Task to complete: One range is to be output from the listing below, exactly as written: the line with "impl<T> CommandResult<T>" to the line with "pub fn with_suggestion(mut", both kept.

<<<<

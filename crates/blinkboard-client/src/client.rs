use std::sync::Arc;

use blinkboard_types::{
    BarkTransaction, Blink, BlinkDraft, CommerceItem, DashboardData, GovernanceProposal,
    LeaderboardEntry, MarketPrices, Notification, PricePoint, StakingInfo, SwapQuote, TimeRange,
    Timeframe, TokenInfo,
};

use crate::error::Result;
use crate::mock::MockApi;
use crate::source::DataSource;

/// Entry point for dashboard data access.
///
/// Wraps a [`DataSource`] and exposes typed handles per page. Cloning is
/// cheap; clones share the underlying source.
#[derive(Clone)]
pub struct Client {
    source: Arc<dyn DataSource>,
}

impl Client {
    pub fn new(source: Arc<dyn DataSource>) -> Self {
        Self { source }
    }

    /// Client backed by the in-memory demo dataset.
    pub fn mock() -> Self {
        Self::new(Arc::new(MockApi::new()))
    }

    /// Access blink listing and creation.
    pub fn blinks(&self) -> BlinkHandle {
        BlinkHandle {
            source: Arc::clone(&self.source),
        }
    }

    /// Access staking state and operations.
    pub fn staking(&self) -> StakingHandle {
        StakingHandle {
            source: Arc::clone(&self.source),
        }
    }

    /// Access the commerce catalog.
    pub fn commerce(&self) -> CommerceHandle {
        CommerceHandle {
            source: Arc::clone(&self.source),
        }
    }

    /// Access token prices and charts.
    pub fn market(&self) -> MarketHandle {
        MarketHandle {
            source: Arc::clone(&self.source),
        }
    }

    pub fn dashboard(&self, range: TimeRange) -> Result<DashboardData> {
        self.source.fetch_dashboard(range)
    }

    pub fn governance(&self) -> Result<Vec<GovernanceProposal>> {
        self.source.fetch_governance()
    }

    pub fn leaderboard(&self) -> Result<Vec<LeaderboardEntry>> {
        self.source.fetch_leaderboard()
    }

    pub fn transactions(&self) -> Result<Vec<BarkTransaction>> {
        self.source.fetch_transactions()
    }

    pub fn swap_quote(&self, from: &str, to: &str, amount: f64) -> Result<SwapQuote> {
        self.source.swap_quote(from, to, amount)
    }

    pub fn execute_swap(&self, quote: &SwapQuote) -> Result<BarkTransaction> {
        self.source.execute_swap(quote)
    }

    pub fn notifications(&self) -> Result<Vec<Notification>> {
        self.source.notifications()
    }

    pub fn mark_notifications_read(&self) -> Result<()> {
        self.source.mark_notifications_read()
    }
}

/// Handle for blink queries and creation.
pub struct BlinkHandle {
    source: Arc<dyn DataSource>,
}

impl BlinkHandle {
    pub fn list(&self) -> Result<Vec<Blink>> {
        self.source.fetch_blinks()
    }

    pub fn search(&self, term: &str) -> Result<Vec<Blink>> {
        self.source.search_blinks(term)
    }

    pub fn create(&self, draft: BlinkDraft) -> Result<Blink> {
        self.source.create_blink(draft)
    }
}

/// Handle for staking state and operations.
pub struct StakingHandle {
    source: Arc<dyn DataSource>,
}

impl StakingHandle {
    pub fn info(&self) -> Result<StakingInfo> {
        self.source.fetch_staking_info()
    }

    pub fn stake(&self, amount: f64) -> Result<BarkTransaction> {
        self.source.stake(amount)
    }

    pub fn unstake(&self, amount: f64) -> Result<BarkTransaction> {
        self.source.unstake(amount)
    }

    pub fn claim_rewards(&self) -> Result<BarkTransaction> {
        self.source.claim_rewards()
    }
}

/// Handle for the commerce catalog.
pub struct CommerceHandle {
    source: Arc<dyn DataSource>,
}

impl CommerceHandle {
    pub fn list(&self) -> Result<Vec<CommerceItem>> {
        self.source.fetch_commerce_items()
    }

    pub fn purchase(&self, item_id: &str) -> Result<BarkTransaction> {
        self.source.purchase_item(item_id)
    }
}

/// Handle for market data.
pub struct MarketHandle {
    source: Arc<dyn DataSource>,
}

impl MarketHandle {
    pub fn prices(&self, network: &str, addresses: &[String]) -> Result<MarketPrices> {
        self.source.fetch_token_prices(network, addresses)
    }

    pub fn chart(
        &self,
        network: &str,
        address: &str,
        timeframe: Timeframe,
    ) -> Result<Vec<PricePoint>> {
        self.source.fetch_market_chart(network, address, timeframe)
    }

    pub fn token_info(&self, network: &str, address: &str) -> Result<TokenInfo> {
        self.source.fetch_token_info(network, address)
    }
}

#[cfg(test)]
mod tests {
    use super::*;

    #[test]
    fn test_clones_share_the_source() {
        let client = Client::mock();
        let other = client.clone();

        client.blinks().create(BlinkDraft::default()).unwrap();

        let blinks = other.blinks().list().unwrap();
        assert_eq!(blinks.len(), 4);
        assert_eq!(blinks[0].name, "New Blink");
    }

    #[test]
    fn test_handles_route_to_the_same_state() {
        let client = Client::mock();

        client.staking().stake(10.0).unwrap();
        let history = client.transactions().unwrap();
        assert_eq!(history.len(), 4);
    }
}
pub mod blink_create;
pub mod blink_find;
pub mod blink_list;
pub mod commerce;
pub mod dashboard;
pub mod governance;
pub mod leaderboard;
pub mod market;
pub mod notifications;
pub mod stake;
pub mod swap;
pub mod transactions;

use blinkboard_engine::NotificationSink;

/// Sink that prints confirmations to stderr, keeping stdout clean for
/// pipeable command output.
pub struct ConsoleSink;

impl NotificationSink for ConsoleSink {
    fn notify(&self, title: &str, body: &str) {
        eprintln!("{}: {}", title, body);
    }
}
use anyhow::Result;
use blinkboard_client::Client;

use crate::args::OutputFormat;
use crate::presentation::{CommandResult, ConsoleRenderer, Renderer, TransactionListViewModel};

pub fn handle(client: &Client, format: OutputFormat) -> Result<()> {
    let transactions = client.transactions()?;
    let result = CommandResult::new(TransactionListViewModel::new(&transactions));
    ConsoleRenderer::new(format.is_json()).render(result)
}
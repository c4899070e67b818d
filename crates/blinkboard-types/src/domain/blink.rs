use chrono::{DateTime, Utc};
use serde::{Deserialize, Serialize};

use crate::record::Record;

/// A blink: the listed NFT/post item rendered in the dashboard grid.
///
/// Engagement counters (likes, shares, comments, views) start at zero for
/// freshly created blinks and only ever grow.
#[derive(Debug, Clone, PartialEq, Serialize, Deserialize)]
pub struct Blink {
    /// Unique identifier, stable across the blink's lifetime.
    pub id: String,
    pub name: String,
    pub description: String,
    /// Image URL for card rendering, if one was attached.
    #[serde(skip_serializing_if = "Option::is_none")]
    pub image: Option<String>,
    pub created_at: DateTime<Utc>,
    pub likes: u64,
    pub shares: u64,
    pub comments: u64,
    pub views: u64,
}

impl Record for Blink {
    fn id(&self) -> &str {
        &self.id
    }

    fn searchable_fields(&self) -> Vec<&str> {
        vec![&self.name, &self.description]
    }

    fn sort_key(&self) -> f64 {
        self.likes as f64
    }

    fn created_at(&self) -> DateTime<Utc> {
        self.created_at
    }
}

/// User-supplied fields for a new blink; everything else is assigned by the
/// data source (id, timestamp, zeroed counters).
#[derive(Debug, Clone, Default, Serialize, Deserialize)]
pub struct BlinkDraft {
    pub name: Option<String>,
    pub description: Option<String>,
    pub image: Option<String>,
}

impl BlinkDraft {
    pub fn new(name: impl Into<String>, description: impl Into<String>) -> Self {
        Self {
            name: Some(name.into()),
            description: Some(description.into()),
            image: None,
        }
    }
}

#[cfg(test)]
mod tests {
    use super::*;

    fn sample() -> Blink {
        Blink {
            id: "1".to_string(),
            name: "Underdog Rebel".to_string(),
            description: "A fierce and determined Underdog Blink".to_string(),
            image: None,
            created_at: Utc::now(),
            likes: 42,
            shares: 15,
            comments: 8,
            views: 230,
        }
    }

    #[test]
    fn test_blink_sorts_by_likes() {
        let blink = sample();
        assert_eq!(blink.sort_key(), 42.0);
    }

    #[test]
    fn test_blink_search_fields_cover_name_and_description() {
        let blink = sample();
        let fields = blink.searchable_fields();
        assert_eq!(fields, vec![blink.name.as_str(), blink.description.as_str()]);
    }

    #[test]
    fn test_missing_image_is_omitted_from_json() {
        let json = serde_json::to_value(sample()).unwrap();
        assert!(json.get("image").is_none());
        assert_eq!(json["likes"], 42);
    }
}
//! blinkboard-client: the data-fetch collaborator.
//!
//! The list view operates purely on in-memory collections; this crate is
//! where those collections come from. [`DataSource`] is the
//! fetch-and-replace contract (every fetch returns a full collection or
//! aggregate, never a delta), [`MockApi`] is the in-memory implementation the
//! dashboard demos against, and [`Client`] is the facade handlers talk to.

mod client;
mod error;
mod mock;
mod source;

pub use client::{BlinkHandle, Client, CommerceHandle, MarketHandle, StakingHandle};
pub use error::{Error, Result};
pub use mock::MockApi;
pub use source::DataSource;
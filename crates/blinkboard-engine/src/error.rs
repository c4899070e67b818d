use std::fmt;

/// Result type for blinkboard-engine operations
pub type Result<T> = std::result::Result<T, Error>;

/// Error types that can occur in the engine layer
#[derive(Debug)]
pub enum Error {
    /// A view was constructed with invalid parameters (e.g. zero page size)
    Config(String),

    /// Spawning the debounce worker failed
    Io(std::io::Error),
}

impl fmt::Display for Error {
    fn fmt(&self, f: &mut fmt::Formatter<'_>) -> fmt::Result {
        match self {
            Error::Config(msg) => write!(f, "Configuration error: {}", msg),
            Error::Io(err) => write!(f, "IO error: {}", err),
        }
    }
}

impl std::error::Error for Error {
    fn source(&self) -> Option<&(dyn std::error::Error + 'static)> {
        match self {
            Error::Config(_) => None,
            Error::Io(err) => Some(err),
        }
    }
}

impl From<std::io::Error> for Error {
    fn from(err: std::io::Error) -> Self {
        Error::Io(err)
    }
}
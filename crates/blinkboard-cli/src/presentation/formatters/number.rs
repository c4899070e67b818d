pub fn format_compact(count: u64) -> String {
    if count >= 1_000_000 {
        format!("{:.1}M", count as f64 / 1_000_000.0)
    } else if count >= 1_000 {
        format!("{:.1}k", count as f64 / 1_000.0)
    } else {
        count.to_string()
    }
}

/// BARK amounts: two decimals, trailing unit.
pub fn format_bark(amount: f64) -> String {
    format!("{:.2} BARK", amount)
}

pub fn format_price(price: f64) -> String {
    format!("${:.4}", price)
}

#[cfg(test)]
mod tests {
    use super::*;

    #[test]
    fn test_compact_scales() {
        assert_eq!(format_compact(950), "950");
        assert_eq!(format_compact(1_500), "1.5k");
        assert_eq!(format_compact(2_000_000), "2.0M");
    }

    #[test]
    fn test_bark_amounts_keep_two_decimals() {
        assert_eq!(format_bark(20.0), "20.00 BARK");
        assert_eq!(format_bark(0.125), "0.12 BARK");
    }
}
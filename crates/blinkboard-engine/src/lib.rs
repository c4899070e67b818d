// Engine module - list view derivation (search, sort, paginate)
// This layer sits between fetched record collections (client) and presentation

mod debounce;
mod error;
mod list_view;
mod sink;
mod stats;

pub use debounce::SearchDebouncer;
pub use error::{Error, Result};
pub use list_view::ListView;
pub use sink::{NotificationSink, NullSink};
pub use stats::ViewStats;

// Façade API - how the two halves of debounced search compose.
//
// `ListView::apply_search` is the recomputation half: it filters, resets the
// page, and reports the match count. `SearchDebouncer` is the timing half:
// `submit(term)` supersedes any pending term and delivers the final one after
// the quiet interval. The caller's event loop wires them together:
//
//   let (debouncer, terms) = SearchDebouncer::channel(Duration::from_millis(300))?;
//   debouncer.submit(user_input);            // on every keystroke
//   while let Ok(term) = terms.recv() {
//       view.apply_search(&term);            // once input pauses
//   }
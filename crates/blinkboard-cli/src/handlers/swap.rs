use anyhow::Result;
use blinkboard_client::Client;

use crate::args::{OutputFormat, SwapCommand};
use crate::presentation::{
    CommandResult, ConsoleRenderer, Guidance, Renderer, SwapQuoteViewModel, TransactionViewModel,
};

pub fn handle(client: &Client, command: SwapCommand, format: OutputFormat) -> Result<()> {
    let renderer = ConsoleRenderer::new(format.is_json());

    match command {
        SwapCommand::Quote { from, to, amount } => {
            let quote = client.swap_quote(&from, &to, amount)?;
            let result = CommandResult::new(SwapQuoteViewModel::from_quote(&quote))
                .with_suggestion(Guidance::new(
                    "Execute it",
                    format!("blinkboard swap execute {} {} {}", from, to, amount),
                ));
            renderer.render(result)
        }
        SwapCommand::Execute { from, to, amount } => {
            let quote = client.swap_quote(&from, &to, amount)?;
            let tx = client.execute_swap(&quote)?;
            renderer.render(CommandResult::new(TransactionViewModel::from_transaction(
                &tx,
            )))
        }
    }
}
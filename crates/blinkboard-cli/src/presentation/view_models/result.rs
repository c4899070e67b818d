use serde::Serialize;

/// Wrapper every command renders through: the payload plus optional
/// follow-up suggestions shown beneath it in plain mode.
#[derive(Debug, Serialize)]
pub struct CommandResult<T>
where
    T: Serialize,
{
    pub content: T,

    #[serde(skip_serializing_if = "Vec::is_empty")]
    pub suggestions: Vec<Guidance>,
}

#[derive(Debug, Serialize)]
pub struct Guidance {
    pub description: String,

    #[serde(skip_serializing_if = "Option::is_none")]
    pub command: Option<String>,
}

impl Guidance {
    pub fn new(description: impl Into<String>, command: impl Into<String>) -> Self {
        Self {
            description: description.into(),
            command: Some(command.into()),
        }
    }
}

impl<T> CommandResult<T>
where
    T: Serialize,
{
    pub fn new(content: T) -> Self {
        Self {
            content,
            suggestions: Vec::new(),
        }
    }

    pub fn with_suggestion(mut self, guide: Guidance) -> Self {
        self.suggestions.push(guide);
        self
    }
}
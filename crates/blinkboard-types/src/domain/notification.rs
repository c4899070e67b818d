use serde::{Deserialize, Serialize};

/// A user-visible notification ("New follower", "Your blink was liked").
#[derive(Debug, Clone, PartialEq, Eq, Serialize, Deserialize)]
pub struct Notification {
    pub id: String,
    pub message: String,
    pub read: bool,
}

impl Notification {
    pub fn unread(id: impl Into<String>, message: impl Into<String>) -> Self {
        Self {
            id: id.into(),
            message: message.into(),
            read: false,
        }
    }
}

>>>>

Response to the task:
impl<T> CommandResult<T>
where
    T: Serialize,
{
    pub fn new(content: T) -> Self {
        Self {
            content,
            suggestions: Vec::new(),
        }
    }

    pub fn with_suggestion(mut self, guide: Guidance) -> Self {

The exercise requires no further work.